What McGilchrist offers is a natural philosophy-theology that is open to the possibility of the Trinity.[19] Nonetheless, like all natural theologies, although McGilchrist can posit the existence of God and rule out certain possibilities of what God is like, there is a hole at its centre. The Nicene Creed highlights that the hole left by natural theologies is a Jesus-shaped hole.
Overall comparison of the McGilchrist worldview and Christian classical theism
As a Christian theologian, I am delighted that McGilchrist places God’s love at the centre of his understanding of what God must be like. I strongly endorse his commitment to prioritise God as the ultimate good and to reject images of God as brute power. His invitation to re-think what classical theists mean when they say that God is omniscient, omnipotent and omnibenevolent is one which deserves to be taken seriously. Similarly, although his process theology approach which risks making God dependent on creation is a step too far for classical theism, his overall thought should challenge classical theists to consider whether their approach is too left-brained and reductive. I think in Part III of TWMT, McGilchrist is at his best when he is raising questions, inviting everyone interested in ultimate issues, to look again with fresh eyes.
A Jesus-shaped Hole
McGilchrist’s thought is remarkably open to the possibility of the Trinity, and his exploration of how differentiation does not require division is important for Christian theologians who seek to hold together Christianity’s claims about Jesus Christ and classical theism’s claims about what God must be like. From my perspective as a Christian theologian, the greatest lacuna in McGilchrist’s natural philosophy-theology relates to questions of Christology, in other words to questions about who Jesus of Nazareth is?, and what has Jesus of Nazareth done?

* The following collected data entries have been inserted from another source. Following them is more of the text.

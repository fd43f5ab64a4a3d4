//! Housekeeping commands for a Miniflux feed reader.
//!
//! The binary wires these modules together; they are exposed as a library so
//! the integration tests can drive them against a mock server.

pub mod client;
pub mod config;
pub mod secrets;
pub mod tasks;
pub mod util;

In order to give some structure to the enquiry, I want to consider McGilchrist’s ideas in the light of eight affirmations about the uniqueness and indispensability of Jesus made in the Book of Hebrews. As its name suggests, the purpose of this book was to set out the ways in which Jesus was more than just another messenger bringing God’s word to God’s people. The opening verses of the book (Hebrews 1:1-4) make eight claims about Jesus. Numbering those affirmations in the order in which they appear in the text - Jesus is:
(i) the Son of God,
(ii) Jesus is the heir of all things,
(iii) through whom God the Father made the universe,
(iv) and through whom the universe is sustained,
(v) who is the radiance of God’s glory and the exact representation of God’s being,
(vi) the one who has provided purification for sins,
(vii) and the one who, having completed his work of redemption sits at the Father’s right hand in heaven.[20]

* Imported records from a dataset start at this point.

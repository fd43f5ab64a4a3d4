//! Credential resolution for the Miniflux API.
//!
//! Sources, first match wins:
//!
//! 1. `MINIFLUX_URL` + `MINIFLUX_TOKEN` environment variables
//! 2. `[miniflux] url` + `token` in the config file
//! 3. `[secrets] provider = "bws"`: one `bws secret get <id>` call per value
//!
//! The token is held as a [`SecretString`] and never appears in Debug output.
use crate::config::{Config, SecretProvider, SecretsSection};
use crate::util::{parse_http_url, UrlValidationError};
use secrecy::SecretString;
use serde::Deserialize;
use thiserror::Error;

pub const URL_ENV: &str = "MINIFLUX_URL";
pub const TOKEN_ENV: &str = "MINIFLUX_TOKEN";

#[derive(Debug, Error)]
pub enum SecretError {
    #[error("No Miniflux credentials configured: set MINIFLUX_URL/MINIFLUX_TOKEN, [miniflux] url/token, or [secrets] provider = \"bws\" with url_id and token_id")]
    NotConfigured,
    #[error("Secrets tool '{0}' not found on PATH")]
    MissingTool(String),
    #[error("Secrets tool failed for {id}: {stderr}")]
    CommandFailed { id: String, stderr: String },
    #[error("Failed to run secrets tool: {0}")]
    Io(#[from] std::io::Error),
    #[error("Unreadable secrets tool output for {id}: {source}")]
    BadOutput {
        id: String,
        #[source]
        source: serde_json::Error,
    },
    #[error("Empty secret for ID: {0}")]
    Empty(String),
    #[error("Invalid Miniflux URL: {0}")]
    InvalidUrl(#[from] UrlValidationError),
}

/// Server location and API token for one run.
#[derive(Clone)]
pub struct Credentials {
    /// Normalised server root, no trailing slash and no `/v1` suffix.
    pub base_url: String,
    pub token: SecretString,
}

impl std::fmt::Debug for Credentials {
    fn fmt(&self, f: &mut std::fmt::Formatter<'_>) -> std::fmt::Result {
        f.debug_struct("Credentials")
            .field("base_url", &self.base_url)
            .field("token", &"[REDACTED]")
            .finish()
    }
}

impl Credentials {
    /// Builds credentials from a raw server URL, normalising and validating it.
    pub fn new(raw_url: &str, token: SecretString) -> Result<Self, SecretError> {
        let (base_url, stripped) = normalise_base_url(raw_url);
        if stripped {
            tracing::info!("Normalised Miniflux URL (stripped /v1)");
        }
        parse_http_url(&base_url)?;
        Ok(Self { base_url, token })
    }

    /// Resolve credentials using the process environment.
    pub async fn resolve(config: &Config) -> Result<Self, SecretError> {
        Self::resolve_with(config, |key| std::env::var(key).ok()).await
    }

    /// Resolve credentials with an injectable environment lookup.
    pub async fn resolve_with<F>(config: &Config, env: F) -> Result<Self, SecretError>
    where
        F: Fn(&str) -> Option<String>,
    {
        let non_empty = |v: Option<String>| v.filter(|s| !s.trim().is_empty());

        if let (Some(url), Some(token)) = (non_empty(env(URL_ENV)), non_empty(env(TOKEN_ENV))) {
            tracing::debug!("Using Miniflux credentials from environment");
            return Self::new(&url, SecretString::from(token.trim().to_string()));
        }

        if let (Some(url), Some(token)) = (
            non_empty(config.miniflux.url.clone()),
            non_empty(config.miniflux.token.clone()),
        ) {
            tracing::debug!("Using Miniflux credentials from config file");
            return Self::new(&url, SecretString::from(token.trim().to_string()));
        }

        match config.secrets.provider {
            SecretProvider::Bws => Self::from_bws(&config.secrets).await,
            SecretProvider::Env => Err(SecretError::NotConfigured),
        }
    }

    async fn from_bws(secrets: &SecretsSection) -> Result<Self, SecretError> {
        let (Some(url_id), Some(token_id)) = (&secrets.url_id, &secrets.token_id) else {
            return Err(SecretError::NotConfigured);
        };

        tracing::info!("Loading Miniflux credentials from Bitwarden");
        let url = fetch_bws_secret(&secrets.command, url_id).await?;
        let token = fetch_bws_secret(&secrets.command, token_id).await?;
        Self::new(&url, SecretString::from(token))
    }
}

/// Trims trailing slashes and a trailing `/v1` from a server URL.
///
/// Returns the normalised URL and whether `/v1` was stripped.
pub fn normalise_base_url(raw: &str) -> (String, bool) {
    let trimmed = raw.trim().trim_end_matches('/');
    match trimmed.strip_suffix("/v1") {
        Some(root) => (root.trim_end_matches('/').to_string(), true),
        None => (trimmed.to_string(), false),
    }
}

#[derive(Deserialize)]
struct BwsSecret {
    #[serde(default)]
    value: String,
}

/// Extracts the trimmed `value` field from `bws secret get` JSON output.
pub fn parse_secret_output(id: &str, stdout: &[u8]) -> Result<String, SecretError> {
    let secret: BwsSecret = serde_json::from_slice(stdout).map_err(|source| {
        SecretError::BadOutput {
            id: id.to_string(),
            source,
        }
    })?;
    let value = secret.value.trim();
    if value.is_empty() {
        return Err(SecretError::Empty(id.to_string()));
    }
    Ok(value.to_string())
}

async fn fetch_bws_secret(command: &str, id: &str) -> Result<String, SecretError> {
    let output = match tokio::process::Command::new(command)
        .args(["secret", "get", id])
        .output()
        .await
    {
        Ok(output) => output,
        Err(e) if e.kind() == std::io::ErrorKind::NotFound => {
            return Err(SecretError::MissingTool(command.to_string()));
        }
        Err(e) => return Err(SecretError::Io(e)),
    };

    if !output.status.success() {
        return Err(SecretError::CommandFailed {
            id: id.to_string(),
            stderr: String::from_utf8_lossy(&output.stderr).trim().to_string(),
        });
    }

    parse_secret_output(id, &output.stdout)
}

#[cfg(test)]
mod tests {
    use super::*;
    use crate::config::MinifluxSection;
    use secrecy::ExposeSecret;
    use std::collections::HashMap;

    fn env_of(pairs: &[(&str, &str)]) -> impl Fn(&str) -> Option<String> {
        let map: HashMap<String, String> = pairs
            .iter()
            .map(|(k, v)| (k.to_string(), v.to_string()))
            .collect();
        move |key| map.get(key).cloned()
    }

    #[test]
    fn test_normalise_strips_v1_and_slashes() {
        assert_eq!(
            normalise_base_url("https://rss.example.com/v1/"),
            ("https://rss.example.com".to_string(), true)
        );
        assert_eq!(
            normalise_base_url("https://rss.example.com//"),
            ("https://rss.example.com".to_string(), false)
        );
    }

    #[test]
    fn test_normalise_keeps_subpath() {
        assert_eq!(
            normalise_base_url("https://example.com/miniflux/v1"),
            ("https://example.com/miniflux".to_string(), true)
        );
        assert_eq!(
            normalise_base_url("https://example.com/v1beta"),
            ("https://example.com/v1beta".to_string(), false)
        );
    }

    #[tokio::test]
    async fn test_env_takes_precedence_over_config() {
        let mut config = Config::default();
        config.miniflux = MinifluxSection {
            url: Some("https://config.example.com".into()),
            token: Some("config-token".into()),
        };
        let env = env_of(&[(URL_ENV, "https://env.example.com/v1"), (TOKEN_ENV, "env-token")]);

        let creds = Credentials::resolve_with(&config, env).await.unwrap();
        assert_eq!(creds.base_url, "https://env.example.com");
        assert_eq!(creds.token.expose_secret(), "env-token");
    }

    #[tokio::test]
    async fn test_partial_env_falls_back_to_config() {
        let mut config = Config::default();
        config.miniflux.url = Some("https://config.example.com".into());
        config.miniflux.token = Some("config-token".into());
        let env = env_of(&[(URL_ENV, "https://env.example.com")]);

        let creds = Credentials::resolve_with(&config, env).await.unwrap();
        assert_eq!(creds.base_url, "https://config.example.com");
    }

    #[tokio::test]
    async fn test_nothing_configured() {
        let err = Credentials::resolve_with(&Config::default(), env_of(&[]))
            .await
            .unwrap_err();
        assert!(matches!(err, SecretError::NotConfigured));
    }

    #[tokio::test]
    async fn test_bws_without_ids_is_not_configured() {
        let mut config = Config::default();
        config.secrets.provider = SecretProvider::Bws;
        let err = Credentials::resolve_with(&config, env_of(&[]))
            .await
            .unwrap_err();
        assert!(matches!(err, SecretError::NotConfigured));
    }

    #[tokio::test]
    async fn test_bws_missing_binary() {
        let mut config = Config::default();
        config.secrets.provider = SecretProvider::Bws;
        config.secrets.command = "miniflux-janitor-no-such-binary".into();
        config.secrets.url_id = Some("u".into());
        config.secrets.token_id = Some("t".into());

        let err = Credentials::resolve_with(&config, env_of(&[]))
            .await
            .unwrap_err();
        assert!(matches!(err, SecretError::MissingTool(_)));
    }

    #[tokio::test]
    async fn test_invalid_url_rejected() {
        let env = env_of(&[(URL_ENV, "ftp://example.com"), (TOKEN_ENV, "t")]);
        let err = Credentials::resolve_with(&Config::default(), env)
            .await
            .unwrap_err();
        assert!(matches!(err, SecretError::InvalidUrl(_)));
    }

    #[test]
    fn test_parse_secret_output() {
        let out = br#"{"id":"abc","key":"MINIFLUX_TOKEN","value":"  tok-123\n"}"#;
        assert_eq!(parse_secret_output("abc", out).unwrap(), "tok-123");
    }

    #[test]
    fn test_parse_secret_output_empty_value() {
        let out = br#"{"id":"abc","value":""}"#;
        assert!(matches!(
            parse_secret_output("abc", out),
            Err(SecretError::Empty(id)) if id == "abc"
        ));
    }

    #[test]
    fn test_parse_secret_output_not_json() {
        assert!(matches!(
            parse_secret_output("abc", b"Error: unauthorized"),
            Err(SecretError::BadOutput { .. })
        ));
    }

    #[test]
    fn test_debug_redacts_token() {
        let creds =
            Credentials::new("https://rss.example.com", SecretString::from("hunter2".to_string())).unwrap();
        let debug = format!("{:?}", creds);
        assert!(!debug.contains("hunter2"));
        assert!(debug.contains("[REDACTED]"));
    }
}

As a consequence, (viii) Jesus is far, far more than a messenger (angel or prophet) from God.
Of those eight affirmations, McGilchrist’s philosophy can accommodate (iii) and (iv). The historicity of Jesus, and the capacity of God to become incarnate as a human, so that God has a history of the sort affirmed by (vii) is also something McGilchrist could accept. The challenges Jesus presents to McGilchrist’s philosophy are fourfold. First, Jesus’ unique status as (i) the Son of God and (viii) as far more than a messenger. Second, (v) the idea that Jesus is the exact representation of God’s being; so that to see Jesus is to see the Father and to understand our relationship to Jesus is to understand our relationship to God. Third, (vi) the need for our sin to be purified, for God to enter into the world God had created in order to deal once and for all with the evil which was opposed to God and which was preventing the world from being in right relationship to God and from being all that it was meant to be. Fourth, (ii) the idea of Jesus as the heir of all things, the one for whom all things were made and in whom all things are fulfilled. In short, Jesus challenges McGilchrist’s understanding of Incarnation, Revelation, Atonement, and Fulfilment. The ancient theologian Athanasius and the modern theologian Oliver O’Donovan are convenient foils to show how McGilchrist’s natural philosophy-theology is incomplete.
Incarnation
McGilchrist understands creation as an act of self-limiting by God. Christianity goes further, insisting that God’s ability to self-limit extended to the Son of God being born into a working class family in Palestine under Roman occupation. God appeared on earth, not just as a temporary visitor, but as a real human being with a life-story and a full experience of what it is to be human. McGilchrist is open to that possibility, but baulks at the claim that the birth of Jesus of Nazareth was a unique event. McGilchrist favours Schelling’s idea that God has not incarnated just once, but “is always incarnating itself in the evolving cosmos.” (TMWT ch.28 p.1240).
The Incarnation as a unique event is God coming to earth on God’s own terms. Colossians 1 contains the strong affirmation that the creation of the universe was mediated by the Son of God (Col. 1:15-16), but that this Son of God is none other than Jesus of Nazareth who died on the cross (Col. 1:20) and rose again from the dead (Col. 1:18) The definitive revelation of God in Christ secures the unity and the ordering of creation, provides the focal point of history, and illuminates both the character of God and the meaning of creation in ways that go beyond what is otherwise present to human minds.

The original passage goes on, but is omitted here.